> _What to do_
Note every line in the entries that contains the string "engines", and copy it.

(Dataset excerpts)
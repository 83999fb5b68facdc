//! Error types for the core domain primitives.

use thiserror::Error;

/// Result type for core operations.
pub type Result<T> = std::result::Result<T, Error>;

/// Errors that can occur in the core domain layer.
#[derive(Debug, Error)]
pub enum Error {
    /// A review carried data the engines cannot work with.
    #[error("Invalid review data: {0}")]
    InvalidReview(String),

    /// Validation error.
    #[error("Validation error: {0}")]
    Validation(String),

    /// Storage operation failed.
    #[error("Storage failed: {0}")]
    Storage(String),

    /// Other error.
    #[error("Other: {0}")]
    Other(#[from] anyhow::Error),
}
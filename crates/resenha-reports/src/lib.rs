//! Resenha Reports Crate
//!
//! Batch analytics over a review collection:
//!
//! - **Trend aggregation**: fixed-width time buckets with per-bucket
//!   sentiment and rating metrics
//! - **Comparison deltas**: current vs previous 30-day windows
//! - **Insight synthesis**: rule-based, human-readable observations
//! - **Report builder**: one immutable report artifact per generation
//!   request, with a processing → ready/failed state machine
//!
//! ## Example
//!
//! ```rust,no_run
//! use std::sync::Arc;
//! use resenha_core::{InMemoryReviewStore, Review};
//! use resenha_reports::{ReportBuilder, TrendGranularity};
//!
//! #[tokio::main]
//! async fn main() -> Result<(), Box<dyn std::error::Error>> {
//!     let store = Arc::new(InMemoryReviewStore::new());
//!     store.add_review(Review::new("r1", "p1", 5, "excelente")).await;
//!
//!     let builder = ReportBuilder::new(store);
//!     let report = builder.generate("complete", TrendGranularity::Month).await?;
//!     println!("Report {} is {}", report.id, report.status);
//!     Ok(())
//! }
//! ```

pub mod builder;
pub mod error;
pub mod insights;
pub mod report;
pub mod trends;

pub use builder::{ExportFormat, ExportPayload, ReportBuilder};
pub use error::{Error, Result};
pub use insights::{synthesize, Insight, InsightImpact, InsightType};
pub use report::{
    builtin_templates, IssueCount, ProductBreakdown, Report, ReportData, ReportId,
    ReportMetadata, ReportStatus, ReportTemplate, ReportType, SummaryMetrics,
};
pub use trends::{
    bucketize, compare_windows, ComparisonMetric, TrendBucket, TrendDirection, TrendGranularity,
    WindowComparison, BUCKET_COUNT,
};

/// Version information
pub const VERSION: &str = env!("CARGO_PKG_VERSION");
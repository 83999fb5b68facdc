//! Review and product types.
//!
//! Reviews are the external input of the platform. They are produced by the
//! marketplace synchronization layer and are read-only to the alerting and
//! reporting engines.

use async_trait::async_trait;
use chrono::{DateTime, Utc};
use serde::{Deserialize, Serialize};
use tokio::sync::RwLock;

/// A customer product review, immutable once ingested.
#[derive(Debug, Clone, Serialize, Deserialize)]
pub struct Review {
    /// External review identifier (marketplace-assigned)
    pub id: String,
    /// Product the review belongs to
    pub product_id: String,
    /// Star rating, 1-5
    pub rating: u8,
    /// Free-text comment
    pub comment: String,
    /// Review author display name
    pub author: String,
    /// When the review was posted
    pub date: DateTime<Utc>,
    /// Whether the seller has already responded
    #[serde(default)]
    pub has_response: bool,
}

impl Review {
    /// Create a new review with the current timestamp.
    pub fn new(
        id: impl Into<String>,
        product_id: impl Into<String>,
        rating: u8,
        comment: impl Into<String>,
    ) -> Self {
        Self {
            id: id.into(),
            product_id: product_id.into(),
            rating,
            comment: comment.into(),
            author: String::new(),
            date: Utc::now(),
            has_response: false,
        }
    }

    /// Set the author.
    pub fn with_author(mut self, author: impl Into<String>) -> Self {
        self.author = author.into();
        self
    }

    /// Set the review date.
    pub fn with_date(mut self, date: DateTime<Utc>) -> Self {
        self.date = date;
        self
    }

    /// Set the seller-response flag.
    pub fn with_response(mut self, has_response: bool) -> Self {
        self.has_response = has_response;
        self
    }
}

/// Minimal product metadata needed for alert display and report labeling.
#[derive(Debug, Clone, Serialize, Deserialize)]
pub struct Product {
    /// Product identifier
    pub id: String,
    /// Product display name
    pub name: String,
}

impl Product {
    pub fn new(id: impl Into<String>, name: impl Into<String>) -> Self {
        Self {
            id: id.into(),
            name: name.into(),
        }
    }
}

/// Read-only source of reviews and products.
///
/// The persistence layer behind this trait is external to the engines; a
/// real deployment backs it with the marketplace sync store.
#[async_trait]
pub trait ReviewStore: Send + Sync {
    /// All reviews currently known to the store.
    async fn reviews(&self) -> Vec<Review>;

    /// All products currently known to the store.
    async fn products(&self) -> Vec<Product>;
}

/// Simple in-memory review store for tests and embedding.
#[derive(Default)]
pub struct InMemoryReviewStore {
    reviews: RwLock<Vec<Review>>,
    products: RwLock<Vec<Product>>,
}

impl InMemoryReviewStore {
    pub fn new() -> Self {
        Self::default()
    }

    /// Add a review to the store.
    pub async fn add_review(&self, review: Review) {
        self.reviews.write().await.push(review);
    }

    /// Add a product to the store.
    pub async fn add_product(&self, product: Product) {
        self.products.write().await.push(product);
    }
}

#[async_trait]
impl ReviewStore for InMemoryReviewStore {
    async fn reviews(&self) -> Vec<Review> {
        self.reviews.read().await.clone()
    }

    async fn products(&self) -> Vec<Product> {
        self.products.read().await.clone()
    }
}

#[cfg(test)]
mod tests {
    use super::*;

    #[test]
    fn test_review_builder() {
        let review = Review::new("r1", "p1", 5, "excelente")
            .with_author("Maria")
            .with_response(true);

        assert_eq!(review.rating, 5);
        assert_eq!(review.author, "Maria");
        assert!(review.has_response);
    }

    #[tokio::test]
    async fn test_in_memory_store() {
        let store = InMemoryReviewStore::new();
        store.add_product(Product::new("p1", "Fone Bluetooth")).await;
        store.add_review(Review::new("r1", "p1", 4, "bom")).await;
        store.add_review(Review::new("r2", "p1", 2, "ruim")).await;

        assert_eq!(store.reviews().await.len(), 2);
        assert_eq!(store.products().await.len(), 1);
    }
}
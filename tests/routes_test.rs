mod common;

use axum::{
    body::{Body, to_bytes},
    http::{Method, Request, StatusCode, header},
    response::Response,
};
use equipment_back::models::UserRole;
use serde_json::Value;
use tower::ServiceExt;

use common::{BACKEND_URL, CLIENT_URL, SUPABASE_URL, session_cookie, test_app};

fn request(method: Method, uri: &str, cookie: Option<&str>) -> Request<Body> {
    let mut builder = Request::builder().method(method).uri(uri);
    if let Some(cookie) = cookie {
        builder = builder.header(header::COOKIE, cookie);
    }

    if builder.method_ref() == Some(&Method::GET) || builder.method_ref() == Some(&Method::DELETE) {
        builder.body(Body::empty()).unwrap()
    } else {
        builder
            .header(header::CONTENT_TYPE, "application/json")
            .body(Body::from("{}"))
            .unwrap()
    }
}

async fn json_body(response: Response) -> Value {
    let bytes = to_bytes(response.into_body(), usize::MAX).await.unwrap();
    serde_json::from_slice(&bytes).unwrap()
}

fn set_cookies(response: &Response) -> Vec<String> {
    response
        .headers()
        .get_all(header::SET_COOKIE)
        .iter()
        .map(|value| value.to_str().unwrap().to_string())
        .collect()
}

#[tokio::test]
async fn health_reports_ok() {
    let (app, _) = test_app();

    let response = app
        .oneshot(request(Method::GET, "/health", None))
        .await
        .unwrap();

    assert_eq!(response.status(), StatusCode::OK);
    assert_eq!(json_body(response).await["status"], "ok");
}

#[tokio::test]
async fn admin_routes_require_a_session() {
    for (method, uri) in [
        (Method::GET, "/equipment/1/stats"),
        (Method::POST, "/equipment"),
        (Method::PUT, "/equipment/1"),
        (Method::DELETE, "/equipment/1"),
        (Method::GET, "/analytics/dashboard"),
    ] {
        let (app, _) = test_app();
        let response = app.oneshot(request(method, uri, None)).await.unwrap();

        assert_eq!(response.status(), StatusCode::UNAUTHORIZED, "{uri}");
        assert_eq!(json_body(response).await["error"], "Authentication required");
    }
}

#[tokio::test]
async fn admin_routes_reject_invalid_tokens() {
    let (app, _) = test_app();

    let response = app
        .oneshot(request(
            Method::GET,
            "/equipment/1/stats",
            Some("session=not-a-token"),
        ))
        .await
        .unwrap();

    assert_eq!(response.status(), StatusCode::UNAUTHORIZED);
    assert_eq!(json_body(response).await["error"], "Invalid session");
}

#[tokio::test]
async fn admin_routes_forbid_regular_users() {
    for (method, uri) in [
        (Method::GET, "/equipment/1/stats"),
        (Method::POST, "/equipment"),
        (Method::DELETE, "/equipment/1"),
        (Method::GET, "/analytics/dashboard"),
    ] {
        let (app, state) = test_app();
        let cookie = session_cookie(&state, UserRole::User);
        let response = app
            .oneshot(request(method, uri, Some(&cookie)))
            .await
            .unwrap();

        assert_eq!(response.status(), StatusCode::FORBIDDEN, "{uri}");
        assert_eq!(json_body(response).await["error"], "Admin access required");
    }
}

#[tokio::test]
async fn bearer_header_is_accepted_for_admin_routes() {
    let (app, state) = test_app();
    let cookie = session_cookie(&state, UserRole::User);
    let token = cookie.trim_start_matches("session=");

    let response = app
        .oneshot(
            Request::builder()
                .uri("/analytics/dashboard")
                .header(header::AUTHORIZATION, format!("Bearer {token}"))
                .body(Body::empty())
                .unwrap(),
        )
        .await
        .unwrap();

    assert_eq!(response.status(), StatusCode::FORBIDDEN);
}

#[tokio::test]
async fn dashboard_falls_back_to_empty_stats_without_database() {
    let (app, state) = test_app();
    let cookie = session_cookie(&state, UserRole::Admin);

    let response = app
        .oneshot(request(Method::GET, "/analytics/dashboard", Some(&cookie)))
        .await
        .unwrap();

    assert_eq!(response.status(), StatusCode::OK);
    let body = json_body(response).await;
    assert_eq!(body["totalProducts"], 0);
    assert_eq!(body["popularProducts"], serde_json::json!([]));
}

#[tokio::test]
async fn user_routes_require_a_session() {
    for (method, uri) in [
        (Method::GET, "/user/cart"),
        (Method::DELETE, "/user/cart"),
        (Method::GET, "/user/favorites"),
        (Method::POST, "/user/favorites/3"),
    ] {
        let (app, _) = test_app();
        let response = app.oneshot(request(method, uri, None)).await.unwrap();

        assert_eq!(response.status(), StatusCode::UNAUTHORIZED, "{uri}");
    }
}

#[tokio::test]
async fn auth_check_without_session_is_unauthorized_payload() {
    let (app, _) = test_app();

    let response = app
        .oneshot(request(Method::GET, "/auth/check", None))
        .await
        .unwrap();

    assert_eq!(response.status(), StatusCode::OK);
    let body = json_body(response).await;
    assert_eq!(body["authorized"], false);
    assert!(body.get("user").is_none());
}

#[tokio::test]
async fn auth_check_with_session_returns_user() {
    let (app, state) = test_app();
    let cookie = session_cookie(&state, UserRole::Admin);

    let response = app
        .oneshot(request(Method::GET, "/auth/check", Some(&cookie)))
        .await
        .unwrap();

    let body = json_body(response).await;
    assert_eq!(body["authorized"], true);
    assert_eq!(body["user"]["email"], "ana@example.com");
    assert_eq!(body["user"]["role"], "admin");
}

#[tokio::test]
async fn logout_clears_the_session_cookie() {
    let (app, _) = test_app();

    let response = app
        .oneshot(request(Method::GET, "/auth/logout", None))
        .await
        .unwrap();

    assert_eq!(response.status(), StatusCode::OK);
    let cookies = set_cookies(&response);
    assert_eq!(cookies.len(), 1);
    assert!(cookies[0].starts_with("session=;"));
    assert!(cookies[0].contains("Max-Age=0"));
    assert!(cookies[0].contains("HttpOnly"));
    assert_eq!(json_body(response).await["message"], "Logged out");
}

#[tokio::test]
async fn google_login_redirects_with_pkce_challenge() {
    let (app, _) = test_app();

    let response = app
        .oneshot(request(Method::GET, "/auth/google", None))
        .await
        .unwrap();

    assert!(response.status().is_redirection());
    let location = response
        .headers()
        .get(header::LOCATION)
        .unwrap()
        .to_str()
        .unwrap()
        .to_string();
    assert!(location.starts_with(&format!("{SUPABASE_URL}/auth/v1/authorize?provider=google")));
    assert!(location.contains("code_challenge_method=s256"));
    assert!(location.contains(&url_encoded(&format!("{BACKEND_URL}/auth/google/callback"))));

    let cookies = set_cookies(&response);
    assert_eq!(cookies.len(), 1);
    assert!(cookies[0].starts_with("oauth_verifier="));
    assert!(cookies[0].contains("Path=/auth"));
}

#[tokio::test]
async fn google_callback_without_code_redirects_to_login() {
    let (app, _) = test_app();

    let response = app
        .oneshot(request(Method::GET, "/auth/google/callback", None))
        .await
        .unwrap();

    assert!(response.status().is_redirection());
    let location = response.headers().get(header::LOCATION).unwrap();
    assert!(
        location
            .to_str()
            .unwrap()
            .starts_with(&format!("{CLIENT_URL}/login?error="))
    );
}

#[tokio::test]
async fn google_callback_provider_error_is_forwarded() {
    let (app, _) = test_app();

    let response = app
        .oneshot(request(
            Method::GET,
            "/auth/google/callback?error=access_denied",
            None,
        ))
        .await
        .unwrap();

    let location = response.headers().get(header::LOCATION).unwrap();
    assert_eq!(
        location.to_str().unwrap(),
        format!("{CLIENT_URL}/login?error=access_denied")
    );
}

#[tokio::test]
async fn login_rejects_blank_credentials() {
    let (app, _) = test_app();

    let response = app
        .oneshot(request(Method::POST, "/auth/login", None))
        .await
        .unwrap();

    assert_eq!(response.status(), StatusCode::BAD_REQUEST);
    assert_eq!(
        json_body(response).await["error"],
        "Email and password are required"
    );
}

#[tokio::test]
async fn track_view_requires_equipment_id() {
    let (app, _) = test_app();

    let response = app
        .oneshot(request(Method::POST, "/analytics/view", None))
        .await
        .unwrap();

    assert_eq!(response.status(), StatusCode::BAD_REQUEST);
    assert_eq!(json_body(response).await["error"], "equipment_id is required");
}

#[tokio::test]
async fn cart_add_accepts_a_bodiless_request() {
    let (app, state) = test_app();
    let cookie = session_cookie(&state, UserRole::User);

    let response = app
        .oneshot(
            Request::builder()
                .method(Method::POST)
                .uri("/user/cart/5")
                .header(header::COOKIE, cookie)
                .body(Body::empty())
                .unwrap(),
        )
        .await
        .unwrap();

    // Gets past body parsing and quantity validation; only the missing database stops it.
    assert_ne!(response.status(), StatusCode::UNSUPPORTED_MEDIA_TYPE);
    assert_ne!(response.status(), StatusCode::BAD_REQUEST);
    assert_eq!(json_body(response).await["error"], "Database error");
}

#[tokio::test]
async fn cart_add_rejects_oversized_quantity() {
    let (app, state) = test_app();
    let cookie = session_cookie(&state, UserRole::User);

    let response = app
        .oneshot(
            Request::builder()
                .method(Method::POST)
                .uri("/user/cart/5")
                .header(header::COOKIE, cookie)
                .header(header::CONTENT_TYPE, "application/json")
                .body(Body::from(r#"{"quantity": 2147483647}"#))
                .unwrap(),
        )
        .await
        .unwrap();

    assert_eq!(response.status(), StatusCode::BAD_REQUEST);
}

fn url_encoded(value: &str) -> String {
    url::form_urlencoded::byte_serialize(value.as_bytes()).collect()
}

#[tokio::test]
async fn readiness_reports_unreachable_database() {
    let (app, _) = test_app();

    let response = app
        .oneshot(request(Method::GET, "/health/ready", None))
        .await
        .unwrap();

    assert_eq!(response.status(), StatusCode::SERVICE_UNAVAILABLE);
    assert_eq!(json_body(response).await["database"], "unreachable");
}
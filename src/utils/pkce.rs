use base64::{Engine, engine::general_purpose::URL_SAFE_NO_PAD};
use rand::Rng;
use sha2::{Digest, Sha256};

pub struct PkcePair {
    pub verifier: String,
    pub challenge: String,
}

pub fn generate() -> PkcePair {
    let mut bytes = [0u8; 32];
    rand::rng().fill(&mut bytes);

    let verifier = hex::encode(bytes);
    let challenge = challenge_for(&verifier);

    PkcePair {
        verifier,
        challenge,
    }
}

/// S256 code challenge: unpadded base64url of the verifier's SHA-256.
pub fn challenge_for(verifier: &str) -> String {
    URL_SAFE_NO_PAD.encode(Sha256::digest(verifier.as_bytes()))
}

#[cfg(test)]
mod tests {
    use super::*;

    #[test]
    fn challenge_is_unpadded_base64url_sha256() {
        assert_eq!(
            challenge_for("dBjftJeZ4CVP-mJ92K9TXbtRJcNKfCXUm7sDcZVfUpw"),
            "GFIETRHnuYVFZm3IghGNYsXxZxYbFudGUhhtomdRV6M"
        );
    }

    #[test]
    fn generated_pair_is_consistent() {
        let pair = generate();

        assert_eq!(pair.verifier.len(), 64);
        assert!(pair.verifier.chars().all(|c| c.is_ascii_hexdigit()));
        assert_eq!(pair.challenge, challenge_for(&pair.verifier));
        assert_ne!(generate().verifier, pair.verifier);
    }
}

> _Final answer_
    /// A review carried data the engines cannot work with.
//! reporting engines.
/// The persistence layer behind this trait is external to the engines; a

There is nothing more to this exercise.